The Rules Do Not Apply by Ariel Levy

This is the best memoir I’ve read this year, and it may be one of the best memoirs I’ve ever read. A couple years ago I read the absolutely harrowing and heartbreaking Levy piece in the New Yorker called Thanksgiving in Mongolia, which is about her having a late miscarriage in Mongolia. This book contains that piece in part and captures her adult life as journalist and relationship leading to parenthood, and it’s unsparing and direct and doesn’t feel like it’s leaving out tons of stuff, which is my usual complaint about memoirs. The other thing this book has going for it is that she’s writing about her fairly recent past instead of her childhood, like some memoirists do.

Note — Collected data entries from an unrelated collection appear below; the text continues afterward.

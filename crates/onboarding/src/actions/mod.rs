//! Server actions behind the auth forms.
//!
//! Each action validates its form (first failing field wins), makes exactly
//! one gateway call and reports a static success message or the error's
//! display text. Nothing escapes as a panic or an HTTP error; callers turn
//! the result into a [`ghanovia_core::ActionOutcome`].

use ghanovia_core::{DisplayName, OtpToken, Password, Role, UkPhone, ValidationError};
use serde::Deserialize;
use thiserror::Error;

use crate::error::add_breadcrumb;
use crate::services::identity::{IdentityGateway, ProviderError};

pub const SIGN_UP_SUCCESS: &str = "OTP sent. Check your phone for the code.";
pub const VERIFY_SUCCESS: &str = "Phone verified and session started.";
pub const SIGN_IN_SUCCESS: &str = "Signed in.";
pub const SIGN_OUT_SUCCESS: &str = "Signed out.";

/// Why an action failed. `Display` is the message shown to the user.
#[derive(Debug, Error)]
pub enum ActionError {
    #[error(transparent)]
    Invalid(#[from] ValidationError),

    #[error(transparent)]
    Provider(#[from] ProviderError),
}

/// Result of an action: a success message or the reason it failed.
pub type ActionResult = Result<&'static str, ActionError>;

// =============================================================================
// Form Types
// =============================================================================

/// Sign up form data.
#[derive(Debug, Default, Deserialize)]
pub struct SignUpForm {
    #[serde(default)]
    pub phone: String,
    #[serde(default)]
    pub password: String,
    #[serde(default)]
    pub username: Option<String>,
    #[serde(default)]
    pub role: Option<String>,
}

/// OTP verification form data.
#[derive(Debug, Default, Deserialize)]
pub struct VerifyForm {
    #[serde(default)]
    pub phone: String,
    #[serde(default)]
    pub token: Option<String>,
}

/// Sign in form data.
#[derive(Debug, Default, Deserialize)]
pub struct SignInForm {
    #[serde(default)]
    pub phone: String,
    #[serde(default)]
    pub password: String,
}

// =============================================================================
// Actions
// =============================================================================

/// Register a phone + password account and send the OTP.
///
/// # Errors
///
/// Returns the first validation failure, or the provider's rejection.
pub async fn sign_up(gateway: &IdentityGateway<'_>, form: &SignUpForm) -> ActionResult {
    let phone = UkPhone::parse(&form.phone)?;
    let password = Password::parse(&form.password)?;
    let display_name = DisplayName::parse_optional(form.username.as_deref());
    let role = Role::parse(form.role.as_deref().unwrap_or_default())?;

    add_breadcrumb("auth", "Sign up requested", Some(&[("role", role.as_str())]));

    gateway
        .register(&phone, &password, display_name.as_ref(), role)
        .await
        .inspect_err(|err| tracing::warn!(error = %err, "Sign up rejected"))?;

    Ok(SIGN_UP_SUCCESS)
}

/// Verify the OTP, start the session and write the profile row.
///
/// A failed profile write is logged and does not fail verification.
///
/// # Errors
///
/// Returns the first validation failure, or the provider's rejection of the
/// code. A blank code is reported before the phone is looked at.
pub async fn verify_otp(gateway: &IdentityGateway<'_>, form: &VerifyForm) -> ActionResult {
    let token = OtpToken::parse(form.token.as_deref())?;
    let phone = UkPhone::parse(&form.phone)?;

    let session = gateway
        .verify_challenge(&phone, &token)
        .await
        .inspect_err(|err| tracing::warn!(error = %err, "OTP verification rejected"))?;

    add_breadcrumb("auth", "Phone verified", None);

    if let Err(err) = gateway.reconcile_profile(&session).await {
        tracing::warn!(error = %err, "Profile reconciliation failed after verification");
    }

    Ok(VERIFY_SUCCESS)
}

/// Start a session with phone + password.
///
/// # Errors
///
/// Returns the first validation failure, or the provider's rejection.
pub async fn sign_in(gateway: &IdentityGateway<'_>, form: &SignInForm) -> ActionResult {
    let phone = UkPhone::parse(&form.phone)?;
    let password = Password::parse(&form.password)?;

    gateway
        .authenticate(&phone, &password)
        .await
        .inspect_err(|err| tracing::warn!(error = %err, "Sign in rejected"))?;

    add_breadcrumb("auth", "Signed in", None);
    Ok(SIGN_IN_SUCCESS)
}

/// End the current session.
///
/// # Errors
///
/// Returns the provider's failure to revoke the session.
pub async fn sign_out(gateway: &IdentityGateway<'_>) -> ActionResult {
    gateway
        .terminate()
        .await
        .inspect_err(|err| tracing::warn!(error = %err, "Sign out failed"))?;

    add_breadcrumb("auth", "Signed out", None);
    Ok(SIGN_OUT_SUCCESS)
}

#[cfg(test)]
#[allow(clippy::unwrap_used)]
mod tests {
    use ghanovia_core::ActionOutcome;

    use super::*;
    use crate::services::identity::testing::FakeProvider;
    use crate::services::identity::{MemorySessionStorage, SESSION_KEY, SessionStorage};

    fn signup_form(phone: &str, password: &str, role: &str) -> SignUpForm {
        SignUpForm {
            phone: phone.to_string(),
            password: password.to_string(),
            username: None,
            role: Some(role.to_string()),
        }
    }

    async fn run_sign_up(provider: &FakeProvider, form: &SignUpForm) -> ActionOutcome {
        let storage = MemorySessionStorage::new();
        let gateway = IdentityGateway::new(provider, provider, &storage);
        ActionOutcome::from_result(sign_up(&gateway, form).await)
    }

    #[tokio::test]
    async fn test_sign_up_success() {
        let provider = FakeProvider::default();
        let outcome = run_sign_up(
            &provider,
            &signup_form("+447911123456", "secret1", "professional"),
        )
        .await;

        assert_eq!(outcome, ActionOutcome::success(SIGN_UP_SUCCESS));
        assert_eq!(
            provider.calls(),
            vec!["sign_up:+447911123456::professional".to_string()]
        );
    }

    #[tokio::test]
    async fn test_sign_up_rejects_non_uk_phone_without_calling_provider() {
        let provider = FakeProvider::default();
        let outcome =
            run_sign_up(&provider, &signup_form("07911123456", "secret1", "customer")).await;

        assert_eq!(
            outcome.error_message(),
            Some("Use a UK phone starting with +44")
        );
        assert!(provider.calls().is_empty());
    }

    #[tokio::test]
    async fn test_sign_up_first_error_wins() {
        let provider = FakeProvider::default();
        let outcome = run_sign_up(&provider, &signup_form("", "123", "admin")).await;

        assert_eq!(outcome.error_message(), Some("Phone is required"));
        assert!(provider.calls().is_empty());
    }

    #[tokio::test]
    async fn test_sign_up_short_password() {
        let provider = FakeProvider::default();
        let outcome = run_sign_up(
            &provider,
            &signup_form("+447911123456", "  12345  ", "customer"),
        )
        .await;

        assert_eq!(
            outcome.error_message(),
            Some("Password must be at least 6 chars")
        );
    }

    #[tokio::test]
    async fn test_sign_up_invalid_role() {
        let provider = FakeProvider::default();
        let outcome =
            run_sign_up(&provider, &signup_form("+447911123456", "secret1", "admin")).await;

        assert_eq!(
            outcome.error_message(),
            Some("Invalid enum value. Expected 'customer' | 'professional', received 'admin'")
        );
    }

    #[tokio::test]
    async fn test_sign_up_trims_and_truncates_username() {
        let provider = FakeProvider::default();
        let mut form = signup_form("+447911123456", "secret1", "customer");
        form.username = Some(format!("  {}  ", "a".repeat(60)));

        run_sign_up(&provider, &form).await;

        assert_eq!(
            provider.calls(),
            vec![format!("sign_up:+447911123456:{}:customer", "a".repeat(50))]
        );
    }

    #[tokio::test]
    async fn test_sign_up_passes_provider_message_through() {
        let provider = FakeProvider::rejecting("User already registered");
        let outcome = run_sign_up(
            &provider,
            &signup_form("+447911123456", "secret1", "customer"),
        )
        .await;

        assert_eq!(outcome, ActionOutcome::error("User already registered"));
    }

    #[tokio::test]
    async fn test_verify_requires_token() {
        let provider = FakeProvider::default();
        let storage = MemorySessionStorage::new();
        let gateway = IdentityGateway::new(&provider, &provider, &storage);

        let form = VerifyForm {
            phone: "+447911123456".to_string(),
            token: Some("   ".to_string()),
        };
        let outcome = ActionOutcome::from_result(verify_otp(&gateway, &form).await);

        assert_eq!(
            outcome.error_message(),
            Some("Enter the OTP code you received")
        );
        assert!(provider.calls().is_empty());
    }

    async fn run_verify(
        provider: &FakeProvider,
        phone: &str,
        token: Option<&str>,
    ) -> ActionOutcome {
        let storage = MemorySessionStorage::new();
        let gateway = IdentityGateway::new(provider, provider, &storage);
        let form = VerifyForm {
            phone: phone.to_string(),
            token: token.map(str::to_string),
        };
        ActionOutcome::from_result(verify_otp(&gateway, &form).await)
    }

    #[tokio::test]
    async fn test_verify_blank_token_reported_before_bad_phone() {
        let provider = FakeProvider::default();

        let outcome = run_verify(&provider, "07911123456", Some("  ")).await;
        assert_eq!(
            outcome.error_message(),
            Some("Enter the OTP code you received")
        );

        let outcome = run_verify(&provider, "", None).await;
        assert_eq!(
            outcome.error_message(),
            Some("Enter the OTP code you received")
        );
        assert!(provider.calls().is_empty());
    }

    #[tokio::test]
    async fn test_verify_rejects_non_uk_phone_without_calling_provider() {
        let provider = FakeProvider::default();
        let outcome = run_verify(&provider, "+15551234567", Some("123456")).await;

        assert_eq!(
            outcome.error_message(),
            Some("Use a UK phone starting with +44")
        );
        assert!(provider.calls().is_empty());
    }

    #[tokio::test]
    async fn test_verify_truncates_token_and_upserts_profile() {
        let provider = FakeProvider::default();
        let storage = MemorySessionStorage::new();
        let gateway = IdentityGateway::new(&provider, &provider, &storage);

        let form = VerifyForm {
            phone: " +447911123456 ".to_string(),
            token: Some(" 1234567890 ".to_string()),
        };
        let result = verify_otp(&gateway, &form).await.unwrap();

        assert_eq!(result, VERIFY_SUCCESS);
        let calls = provider.calls();
        assert_eq!(calls.first().map(String::as_str), Some("verify:+447911123456:12345678"));
        assert_eq!(provider.profiles().len(), 1);
        assert!(storage.get(SESSION_KEY).await.unwrap().is_some());
    }

    #[tokio::test]
    async fn test_verify_succeeds_when_reconciliation_fails() {
        let provider = FakeProvider::default().failing_get_user();
        let storage = MemorySessionStorage::new();
        let gateway = IdentityGateway::new(&provider, &provider, &storage);

        let form = VerifyForm {
            phone: "+447911123456".to_string(),
            token: Some("123456".to_string()),
        };
        let outcome = ActionOutcome::from_result(verify_otp(&gateway, &form).await);

        assert_eq!(outcome, ActionOutcome::success(VERIFY_SUCCESS));
        assert!(provider.profiles().is_empty());
    }

    #[tokio::test]
    async fn test_sign_in_success_and_rejection() {
        let form = SignInForm {
            phone: "+447911123456".to_string(),
            password: "secret1".to_string(),
        };

        let provider = FakeProvider::default();
        let storage = MemorySessionStorage::new();
        let gateway = IdentityGateway::new(&provider, &provider, &storage);
        assert_eq!(sign_in(&gateway, &form).await.unwrap(), SIGN_IN_SUCCESS);

        let provider = FakeProvider::rejecting("Invalid login credentials");
        let gateway = IdentityGateway::new(&provider, &provider, &storage);
        let outcome = ActionOutcome::from_result(sign_in(&gateway, &form).await);
        assert_eq!(outcome, ActionOutcome::error("Invalid login credentials"));
    }

    #[tokio::test]
    async fn test_sign_in_validates_before_calling_provider() {
        let provider = FakeProvider::default();
        let storage = MemorySessionStorage::new();
        let gateway = IdentityGateway::new(&provider, &provider, &storage);

        let form = SignInForm {
            phone: "07911123456".to_string(),
            password: "secret1".to_string(),
        };
        let outcome = ActionOutcome::from_result(sign_in(&gateway, &form).await);
        assert_eq!(
            outcome.error_message(),
            Some("Use a UK phone starting with +44")
        );

        let form = SignInForm {
            phone: "+447911123456".to_string(),
            password: "12345".to_string(),
        };
        let outcome = ActionOutcome::from_result(sign_in(&gateway, &form).await);
        assert_eq!(
            outcome.error_message(),
            Some("Password must be at least 6 chars")
        );

        assert!(provider.calls().is_empty());
        assert_eq!(storage.get(SESSION_KEY).await.unwrap(), None);
    }

    #[tokio::test]
    async fn test_sign_out() {
        let provider = FakeProvider::default();
        let storage = MemorySessionStorage::new();
        let gateway = IdentityGateway::new(&provider, &provider, &storage);

        assert_eq!(sign_out(&gateway).await.unwrap(), SIGN_OUT_SUCCESS);
    }

    #[test]
    fn test_form_ignores_previous_state_field() {
        let form: SignInForm = serde_json::from_value(serde_json::json!({
            "_prev": {"error": "old"},
            "phone": "+447911123456",
            "password": "secret1"
        }))
        .unwrap();
        assert_eq!(form.phone, "+447911123456");
    }
}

Levy has written lots of interesting pieces, and her interview on the Longform podcast was fascinating as well. I mean, of course I’m drawn to this story because her story is absolutely terrifying but it happens every day, without people talking about it. I think it’s important in that respect because the subject is so not talked about. And it’s not couched in self-help or therapeutic journeys, though it is a part of the story. Her narrative voice is so unflinching that it’s compelling.

rules-do-not-apply

The Rules Do Not Apply by Ariel Levy

Random House, March 2017

Disclosure: I received a review copy from the publisher.

2 thoughts on “The Rules Do Not Apply by Ariel Levy

  1. Memoirs have to be very, very good to get and keep my attention, Rebecca, but this certainly sounds like one of them. I’m glad you enjoyed it.